- Prompt:
Filter the entries down to the lines holding "LlmError", then copy those lines.

'''

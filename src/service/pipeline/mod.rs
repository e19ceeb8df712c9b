//! Case pipeline orchestration
//!
//! Runs extraction, drafting, verification and risk scoring strictly in
//! sequence. Extraction and drafting call the generative-text provider and
//! recover locally from any provider failure or timeout; verification and
//! scoring are deterministic and cannot fail.

use std::sync::Arc;
use std::time::{Duration, Instant};

use crate::model::{CaseExtraction, CaseReport};
use crate::service::citations::verify_draft;
use crate::service::llm::{DRAFTING_PARAMS, EXTRACTION_PARAMS, LlmError, ModelParams, TextGenerator};
use crate::service::registry::ReferenceRegistry;
use crate::service::risk::score_risk;

pub mod error;
pub mod extraction;
pub mod mutation;
pub mod prompts;
pub mod state;

pub use error::PipelineError;
pub use mutation::{DraftMutator, HallucinationInjector, PassThrough};
pub use state::{PipelineRun, PipelineStage};

use extraction::parse_extraction;
use prompts::{
    DRAFTING_SYSTEM_PROMPT, EXTRACTION_SYSTEM_PROMPT, build_drafting_prompt,
    build_extraction_prompt, fallback_draft,
};

/// Sequential case pipeline shared by all requests
pub struct CasePipeline {
    generator: Arc<dyn TextGenerator>,
    registry: Arc<ReferenceRegistry>,
    mutator: Arc<dyn DraftMutator>,
    timeout: Duration,
}

impl CasePipeline {
    pub fn new(
        generator: Arc<dyn TextGenerator>,
        registry: Arc<ReferenceRegistry>,
        timeout: Duration,
    ) -> Self {
        tracing::info!(
            model = %generator.model(),
            timeout_ms = timeout.as_millis(),
            registry_size = registry.len(),
            "Case pipeline initialized"
        );

        Self {
            generator,
            registry,
            mutator: Arc::new(PassThrough),
            timeout,
        }
    }

    /// Replace the draft mutator
    pub fn with_mutator(mut self, mutator: Arc<dyn DraftMutator>) -> Self {
        self.mutator = mutator;
        self
    }

    pub fn registry(&self) -> &ReferenceRegistry {
        &self.registry
    }

    pub fn model(&self) -> &str {
        self.generator.model()
    }

    /// Process a case description into a complete report.
    ///
    /// Blank input is rejected before any stage runs. Provider failures never
    /// surface here; the report may instead carry fallback values.
    pub async fn process(&self, case_description: &str) -> Result<CaseReport, PipelineError> {
        if case_description.trim().is_empty() {
            return Err(PipelineError::InvalidInput(
                "Case description is required".to_string(),
            ));
        }

        let start_time = Instant::now();
        let mut run = PipelineRun::new();

        tracing::info!(
            description_length = case_description.len(),
            "Starting case processing"
        );

        run.advance(PipelineStage::Extracting)?;
        let extraction = self.extract(case_description).await;

        run.advance(PipelineStage::Drafting)?;
        let draft = self.draft(&extraction).await;

        run.advance(PipelineStage::Verifying)?;
        let verification = verify_draft(&draft, &self.registry);

        run.advance(PipelineStage::Scoring)?;
        let risk = score_risk(extraction.ipc_sections.as_slice());

        run.advance(PipelineStage::Complete)?;

        tracing::info!(
            stage = %run.stage(),
            elapsed_ms = start_time.elapsed().as_millis(),
            extraction_failed = extraction.is_failed(),
            citations_valid = verification.is_valid,
            reliability = verification.reliability_score,
            risk_score = risk.score,
            risk_level = ?risk.level,
            "Case processing complete"
        );

        Ok(CaseReport {
            extraction,
            draft,
            verification,
            risk,
        })
    }

    /// Extraction stage; falls back to the sentinel on any failure.
    async fn extract(&self, case_description: &str) -> CaseExtraction {
        let prompt = build_extraction_prompt(case_description);

        let response = match self
            .call_provider(EXTRACTION_SYSTEM_PROMPT, &prompt, EXTRACTION_PARAMS)
            .await
        {
            Ok(response) => response,
            Err(e) => {
                tracing::warn!(error = %e, "Extraction call failed, using sentinel extraction");
                return CaseExtraction::failed();
            }
        };

        match parse_extraction(&response) {
            Ok(extraction) => {
                tracing::info!(
                    accused = %extraction.accused_name,
                    sections = ?extraction.ipc_sections,
                    "Case data extracted"
                );
                extraction
            }
            Err(e) => {
                tracing::warn!(
                    error = %e,
                    response_preview = response.chars().take(100).collect::<String>(),
                    "Extraction response unusable, using sentinel extraction"
                );
                CaseExtraction::failed()
            }
        }
    }

    /// Drafting stage; falls back to the fixed template on any failure.
    async fn draft(&self, extraction: &CaseExtraction) -> String {
        let prompt = build_drafting_prompt(extraction);

        match self
            .call_provider(DRAFTING_SYSTEM_PROMPT, &prompt, DRAFTING_PARAMS)
            .await
        {
            Ok(draft) if !draft.trim().is_empty() => {
                tracing::info!(draft_length = draft.len(), "Draft generated");
                self.mutator.mutate(draft)
            }
            Ok(_) => {
                tracing::warn!("Provider returned an empty draft, using fallback template");
                fallback_draft(extraction)
            }
            Err(e) => {
                tracing::warn!(error = %e, "Drafting call failed, using fallback template");
                fallback_draft(extraction)
            }
        }
    }

    /// Provider call bounded by the configured timeout
    async fn call_provider(
        &self,
        system_prompt: &str,
        user_prompt: &str,
        params: ModelParams,
    ) -> Result<String, LlmError> {
        match tokio::time::timeout(
            self.timeout,
            self.generator.generate(system_prompt, user_prompt, params),
        )
        .await
        {
            Ok(result) => result,
            Err(_) => Err(LlmError::Timeout(self.timeout.as_millis())),
        }
    }
}

#[cfg(test)]
mod tests {
    use super::*;
    use crate::model::{RiskAssessment, RiskLevel};
    use crate::model::case::EXTRACTION_FAILED;
    use crate::service::llm::testing::{Reply, ScriptedGenerator};

    const EXTRACTION_JSON: &str = r#"{
        "accusedName": "Ravi Kumar",
        "ipcSections": ["379"],
        "location": "Karol Bagh",
        "policeStation": "PS Karol Bagh",
        "offenseType": "Theft"
    }"#;

    fn demo_registry() -> Arc<ReferenceRegistry> {
        Arc::new(ReferenceRegistry::from_codes([
            "302", "376", "379", "420", "498A", "307",
        ]))
    }

    fn pipeline(generator: Arc<ScriptedGenerator>) -> CasePipeline {
        CasePipeline::new(generator, demo_registry(), Duration::from_millis(200))
    }

    #[tokio::test]
    async fn test_full_run() {
        let generator = Arc::new(ScriptedGenerator::new([
            Reply::text(format!("```json\n{}\n```", EXTRACTION_JSON)),
            Reply::text("Bail application for the offence under Section 379 IPC."),
        ]));
        let report = pipeline(generator.clone()).process("FIR text").await.unwrap();

        assert_eq!(report.extraction.accused_name, "Ravi Kumar");
        assert_eq!(report.verification.valid_citations, vec!["379"]);
        assert!(report.verification.is_valid);
        assert_eq!(report.verification.reliability_score, 100);
        assert_eq!(report.risk, RiskAssessment::new(35, RiskLevel::Low));

        let calls = generator.calls();
        assert_eq!(calls.len(), 2);
        assert_eq!(calls[0].system_prompt, EXTRACTION_SYSTEM_PROMPT);
        assert_eq!(calls[0].params, EXTRACTION_PARAMS);
        assert!(calls[0].user_prompt.contains("FIR text"));
        assert_eq!(calls[1].params, DRAFTING_PARAMS);
        assert!(calls[1].user_prompt.contains("Accused Name: Ravi Kumar"));
    }

    #[tokio::test]
    async fn test_hallucinated_citation_is_flagged() {
        let generator = Arc::new(ScriptedGenerator::new([
            Reply::text(EXTRACTION_JSON),
            Reply::text("... under Section 379 IPC and Section 999 IPC."),
        ]));
        let report = pipeline(generator).process("FIR text").await.unwrap();

        assert_eq!(report.verification.valid_citations, vec!["379"]);
        assert_eq!(report.verification.invalid_citations, vec!["999"]);
        assert!(!report.verification.is_valid);
        assert_eq!(report.verification.reliability_score, 60);
    }

    #[tokio::test]
    async fn test_drafting_timeout_uses_fallback_template() {
        let generator = Arc::new(ScriptedGenerator::new([
            Reply::text(EXTRACTION_JSON),
            Reply::Stall(Duration::from_secs(5)),
        ]));
        let report = pipeline(generator).process("FIR text").await.unwrap();

        assert_eq!(report.draft, fallback_draft(&report.extraction));
        assert!(report.draft.contains("Accused: Ravi Kumar"));
        assert!(report.draft.contains("under Section 379 IPC."));
        assert_eq!(report.verification.valid_citations, vec!["379"]);
        assert!(report.verification.is_valid);
    }

    #[tokio::test]
    async fn test_extraction_timeout_uses_sentinel() {
        let generator = Arc::new(ScriptedGenerator::new([
            Reply::Stall(Duration::from_secs(5)),
            Reply::Fail("down".to_string()),
        ]));
        let report = pipeline(generator.clone()).process("FIR text").await.unwrap();

        assert_eq!(report.extraction, CaseExtraction::failed());
        assert_eq!(report.draft, fallback_draft(&CaseExtraction::failed()));
        assert_eq!(report.risk, RiskAssessment::new(10, RiskLevel::Low));
        assert_eq!(generator.calls().len(), 2);
    }

    #[tokio::test]
    async fn test_drafting_error_uses_fallback_template() {
        let generator = Arc::new(ScriptedGenerator::new([
            Reply::text(EXTRACTION_JSON),
            Reply::Fail("connection refused".to_string()),
        ]));
        let report = pipeline(generator).process("FIR text").await.unwrap();
        assert_eq!(report.draft, fallback_draft(&report.extraction));
    }

    #[tokio::test]
    async fn test_non_json_extraction_uses_sentinel() {
        let generator = Arc::new(ScriptedGenerator::new([
            Reply::text("Sorry, I cannot help with that."),
            Reply::text("A draft with no statutory references."),
        ]));
        let report = pipeline(generator).process("FIR text").await.unwrap();

        assert_eq!(report.extraction, CaseExtraction::failed());
        assert_eq!(report.extraction.accused_name, EXTRACTION_FAILED);
        assert_eq!(report.risk, RiskAssessment::new(10, RiskLevel::Low));
        assert!(report.verification.is_valid);
    }

    #[tokio::test]
    async fn test_provider_unreachable_for_both_calls() {
        let generator = Arc::new(ScriptedGenerator::new([
            Reply::Fail("unreachable".to_string()),
            Reply::Fail("unreachable".to_string()),
        ]));
        let report = pipeline(generator).process("FIR text").await.unwrap();

        assert!(report.extraction.is_failed());
        assert_eq!(report.draft, fallback_draft(&CaseExtraction::failed()));
        // "Section  IPC" carries no code, so nothing is cited
        assert!(report.verification.is_valid);
        assert!(report.verification.valid_citations.is_empty());
    }

    #[tokio::test]
    async fn test_blank_description_is_rejected_without_provider_calls() {
        let generator = Arc::new(ScriptedGenerator::empty());
        let err = pipeline(generator.clone()).process("   \n").await.unwrap_err();

        assert!(matches!(err, PipelineError::InvalidInput(_)));
        assert!(generator.calls().is_empty());
    }

    #[tokio::test]
    async fn test_mutator_applies_to_provider_draft_only() {
        let generator = Arc::new(ScriptedGenerator::new([
            Reply::text(EXTRACTION_JSON),
            Reply::text("Bail under Section 379 IPC."),
        ]));
        let report = pipeline(generator)
            .with_mutator(Arc::new(HallucinationInjector::default()))
            .process("FIR text")
            .await
            .unwrap();
        assert_eq!(report.verification.invalid_citations, vec!["999"]);
        assert_eq!(report.verification.reliability_score, 60);

        let failing = Arc::new(ScriptedGenerator::new([
            Reply::text(EXTRACTION_JSON),
            Reply::Fail("down".to_string()),
        ]));
        let report = pipeline(failing)
            .with_mutator(Arc::new(HallucinationInjector::default()))
            .process("FIR text")
            .await
            .unwrap();
        assert!(report.verification.is_valid);
    }

    #[tokio::test]
    async fn test_risk_uses_extraction_codes_not_draft_citations() {
        let generator = Arc::new(ScriptedGenerator::new([
            Reply::text(r#"{"accusedName": "A", "ipcSections": ["420", "379"]}"#),
            Reply::text("Draft citing Section 302 IPC only."),
        ]));
        let report = pipeline(generator).process("FIR text").await.unwrap();
        assert_eq!(report.risk, RiskAssessment::new(55, RiskLevel::Medium));
        assert_eq!(report.verification.valid_citations, vec!["302"]);
    }
}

'''

- The completed task:
use crate::service::llm::{DRAFTING_PARAMS, EXTRACTION_PARAMS, LlmError, ModelParams, TextGenerator};
    ) -> Result<String, LlmError> {
            Err(_) => Err(LlmError::Timeout(self.timeout.as_millis())),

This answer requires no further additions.